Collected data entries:
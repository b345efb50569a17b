//! Tests for conversation-level metrics on the telemetry context.

use std::sync::{Arc, Mutex};

use metrics_util::MetricKind;
use metrics_util::debugging::{DebugValue, DebuggingRecorder};

use companion::Result;
use companion::telemetry::{self, MetricsMirror, TelemetryContext};

/// Mirror that records conversation lengths.
#[derive(Default)]
struct RecordingMirror {
    lengths: Mutex<Vec<(String, u64)>>,
}

impl MetricsMirror for RecordingMirror {
    fn request(&self, _method: &str, _endpoint: &str, _ok: bool) -> Result<()> {
        Ok(())
    }

    fn ai_latency(&self, _model: &str, _seconds: f64, _ok: bool) -> Result<()> {
        Ok(())
    }

    fn conversation_length(&self, session_id: &str, message_count: u64) -> Result<()> {
        self.lengths
            .lock()
            .unwrap()
            .push((session_id.to_string(), message_count));
        Ok(())
    }
}

type SnapshotEntry = (
    metrics_util::CompositeKey,
    Option<metrics::Unit>,
    Option<metrics::SharedString>,
    DebugValue,
);

fn conversations(snapshot: &[SnapshotEntry], status: &str) -> u64 {
    snapshot
        .iter()
        .filter(|(key, _, _, _)| {
            key.kind() == MetricKind::Counter
                && key.key().name() == telemetry::CONVERSATIONS_TOTAL
                && key
                    .key()
                    .labels()
                    .any(|l| l.key() == "completion_status" && l.value() == status)
                && key.key().labels().any(|l| {
                    l.key() == "conversation_type" && l.value() == "mental_health_support"
                })
        })
        .map(|(_, _, _, value)| match value {
            DebugValue::Counter(v) => *v,
            _ => 0,
        })
        .sum()
}

#[test]
fn ongoing_and_completed_conversations_are_counted_apart() {
    let recorder = DebuggingRecorder::new();
    let snapshotter = recorder.snapshotter();
    let mirror = Arc::new(RecordingMirror::default());
    let context = TelemetryContext::builder("test-service")
        .mirror(mirror.clone())
        .build();

    metrics::with_local_recorder(&recorder, || {
        context.track_conversation("s1", 2, None);
        context.track_conversation("s1", 4, None);
        context.track_conversation("s1", 4, Some(5.0));
    });

    let snapshot = snapshotter.snapshot().into_vec();
    assert_eq!(conversations(&snapshot, "ongoing"), 2);
    assert_eq!(conversations(&snapshot, "completed"), 1);

    let satisfaction: Vec<f64> = snapshot
        .iter()
        .filter(|(key, _, _, _)| key.key().name() == telemetry::USER_SATISFACTION)
        .flat_map(|(_, _, _, value)| match value {
            DebugValue::Histogram(values) => values.iter().map(|v| v.0).collect(),
            _ => Vec::new(),
        })
        .collect();
    assert_eq!(satisfaction, [5.0]);

    assert_eq!(
        *mirror.lengths.lock().unwrap(),
        [
            ("s1".to_string(), 2),
            ("s1".to_string(), 4),
            ("s1".to_string(), 4),
        ]
    );
}

#[test]
fn tracking_without_a_recorder_is_a_no_op() {
    let context = TelemetryContext::disabled("test-service");
    context.track_conversation("s1", 0, Some(1.0));
}
//! Text generation capability.
//!
//! [`TextGenerator`] is the only thing the service needs from a language
//! model: a name for metric labels and a prompt-in, text-out call.
//! [`HttpGenerator`] speaks a minimal JSON protocol to a model endpoint.

use std::time::Duration;

use async_trait::async_trait;
use reqwest::Client;
use serde::{Deserialize, Serialize};
use tracing::{debug, instrument};

use crate::{CompanionError, Result};

/// Default request timeout for model calls.
pub const DEFAULT_TIMEOUT: Duration = Duration::from_secs(60);

/// A model that turns a prompt into text.
#[async_trait]
pub trait TextGenerator: Send + Sync {
    /// Model identifier, used as the `model_name` label.
    fn model(&self) -> &str;

    /// Generate a reply for `prompt`.
    async fn generate(&self, prompt: &str) -> Result<String>;
}

/// Generator backed by an HTTP endpoint.
///
/// POSTs `{"model", "prompt", "system"?}` and expects `{"text"}` back.
#[derive(Clone)]
pub struct HttpGenerator {
    http: Client,
    endpoint: String,
    model: String,
    system_prompt: Option<String>,
}

impl HttpGenerator {
    /// Create a generator for `model` at `endpoint` with the default timeout.
    pub fn new(endpoint: impl Into<String>, model: impl Into<String>) -> Result<Self> {
        Self::with_timeout(endpoint, model, DEFAULT_TIMEOUT)
    }

    pub fn with_timeout(
        endpoint: impl Into<String>,
        model: impl Into<String>,
        timeout: Duration,
    ) -> Result<Self> {
        let http = Client::builder()
            .timeout(timeout)
            .build()
            .map_err(|e| CompanionError::Configuration(format!("failed to build HTTP client: {e}")))?;

        Ok(Self {
            http,
            endpoint: endpoint.into(),
            model: model.into(),
            system_prompt: None,
        })
    }

    /// Send a system prompt with every request.
    pub fn system_prompt(mut self, prompt: impl Into<String>) -> Self {
        self.system_prompt = Some(prompt.into());
        self
    }

    pub fn endpoint(&self) -> &str {
        &self.endpoint
    }

    /// Check response status and map to an error.
    async fn check_status(response: reqwest::Response) -> Result<reqwest::Response> {
        let status = response.status();
        if status.is_success() {
            return Ok(response);
        }
        let body = response.text().await.unwrap_or_default();
        Err(CompanionError::Api {
            status: status.as_u16(),
            message: if body.is_empty() {
                status.to_string()
            } else {
                body
            },
        })
    }
}

impl std::fmt::Debug for HttpGenerator {
    fn fmt(&self, f: &mut std::fmt::Formatter<'_>) -> std::fmt::Result {
        f.debug_struct("HttpGenerator")
            .field("endpoint", &self.endpoint)
            .field("model", &self.model)
            .finish_non_exhaustive()
    }
}

#[async_trait]
impl TextGenerator for HttpGenerator {
    fn model(&self) -> &str {
        &self.model
    }

    #[instrument(name = "http_generate", skip_all, fields(model = %self.model))]
    async fn generate(&self, prompt: &str) -> Result<String> {
        debug!(prompt_len = prompt.len(), "sending generation request");

        let response = self
            .http
            .post(&self.endpoint)
            .json(&GenerateRequest {
                model: &self.model,
                prompt,
                system: self.system_prompt.as_deref(),
            })
            .send()
            .await?;

        let response = Self::check_status(response).await?;

        let body: GenerateResponse = response.json().await?;

        if body.text.trim().is_empty() {
            return Err(CompanionError::EmptyResponse);
        }
        Ok(body.text)
    }
}

#[derive(Serialize)]
struct GenerateRequest<'a> {
    model: &'a str,
    prompt: &'a str,
    #[serde(skip_serializing_if = "Option::is_none")]
    system: Option<&'a str>,
}

#[derive(Deserialize)]
struct GenerateResponse {
    #[serde(default)]
    text: String,
}
#[tokio::test(flavor = "multi_thread", worker_threads = 1)]
async fn generator_failure_is_a_generic_500() {
    let harness = harness(None, Some(CALM));

    let ((status, body), snapshot) = recorded(send(
        &harness.app,
        post_json("/api/mental-health", json!({ "prompt": "hello", "session_id": "s1" })),
    ));

    assert_eq!(status, StatusCode::INTERNAL_SERVER_ERROR);
    let detail = body["detail"].as_str().unwrap();
    assert!(!detail.contains("connection reset"));
    assert_eq!(harness.telemetry.sessions().active_count(), 0);

    assert_eq!(
        counter_with(&snapshot, telemetry::REQUESTS_TOTAL, &[("status_code", "500")]),
        1
    );
    assert_eq!(
        counter_with(
            &snapshot,
            telemetry::ERRORS_TOTAL,
            &[("error_kind", "Http"), ("component", "ai_model")]
        ),
        1
    );
    assert_eq!(
        counter_with(
            &snapshot,
            telemetry::AI_REQUESTS_TOTAL,
            &[("status", "error")]
        ),
        1
    );
}

// ============================================================================
// End conversation
// ============================================================================

#[tokio::test]
async fn end_conversation_requires_session_id() {
    let harness = harness(Some(REPLY), Some(CALM));

    let (status, body) = send(&harness.app, post_json("/api/end-conversation", json!({}))).await;
    assert_eq!(status, StatusCode::BAD_REQUEST);
    assert_eq!(body["detail"], "Session ID required");

    let (status, _) = send(
        &harness.app,
        post_json("/api/end-conversation", json!({ "session_id": "" })),
    )
    .await;
    assert_eq!(status, StatusCode::BAD_REQUEST);
}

#### [How to complete this task]
Gather up every line in the data above that contains the word "serde", copying each one.

#### [Result of this exercise]
use serde::{Deserialize, Serialize};
    #[serde(skip_serializing_if = "Option::is_none")]
    #[serde(default)]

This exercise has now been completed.